● Try it
Each line below with the string "Debug" should be copied.

● Available records
------------------------
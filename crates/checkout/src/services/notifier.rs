//! Notification sink trait and implementations.
//!
//! The email sender is an external collaborator; this core only hands it
//! domain events. Delivery is its problem entirely.

use std::sync::{Arc, RwLock};

use async_trait::async_trait;
use domain::OrderEvent;
use thiserror::Error;

/// Error from a notification sink.
#[derive(Debug, Error)]
#[error("notification delivery failed: {0}")]
pub struct NotifyError(pub String);

/// Trait for notification sinks.
#[async_trait]
pub trait Notifier: Send + Sync {
    /// Consumes a domain event. Failures never affect order processing.
    async fn notify(&self, event: OrderEvent) -> Result<(), NotifyError>;
}

/// Production sink: logs the event for the external email pipeline to pick
/// up.
#[derive(Debug, Clone, Default)]
pub struct LogNotifier;

#[async_trait]
impl Notifier for LogNotifier {
    async fn notify(&self, event: OrderEvent) -> Result<(), NotifyError> {
        tracing::info!(
            event_type = event.event_type(),
            order_id = %event.order_id(),
            "domain event emitted"
        );
        Ok(())
    }
}

#[derive(Debug, Default)]
struct RecordingState {
    events: Vec<OrderEvent>,
    fail: bool,
}

/// Recording notifier for tests.
#[derive(Clone, Default)]
pub struct RecordingNotifier {
    state: Arc<RwLock<RecordingState>>,
}

impl RecordingNotifier {
    /// Creates a new recording notifier.
    pub fn new() -> Self {
        Self::default()
    }

    /// Configures the sink to fail every delivery.
    pub fn set_fail(&self, fail: bool) {
        self.state.write().unwrap().fail = fail;
    }

    /// Returns all recorded events.
    pub fn events(&self) -> Vec<OrderEvent> {
        self.state.read().unwrap().events.clone()
    }

    /// Returns how many events of the given type were recorded.
    pub fn count_of(&self, event_type: &str) -> usize {
        self.state
            .read()
            .unwrap()
            .events
            .iter()
            .filter(|event| event.event_type() == event_type)
            .count()
    }
}

#[async_trait]
impl Notifier for RecordingNotifier {
    async fn notify(&self, event: OrderEvent) -> Result<(), NotifyError> {
        let mut state = self.state.write().unwrap();
        if state.fail {
            return Err(NotifyError("sink configured to fail".to_string()));
        }
        state.events.push(event);
        Ok(())
    }
}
------------------------
● Solution to this problem
#[derive(Debug, Error)]
#[derive(Debug, Clone, Default)]
#[derive(Debug, Default)]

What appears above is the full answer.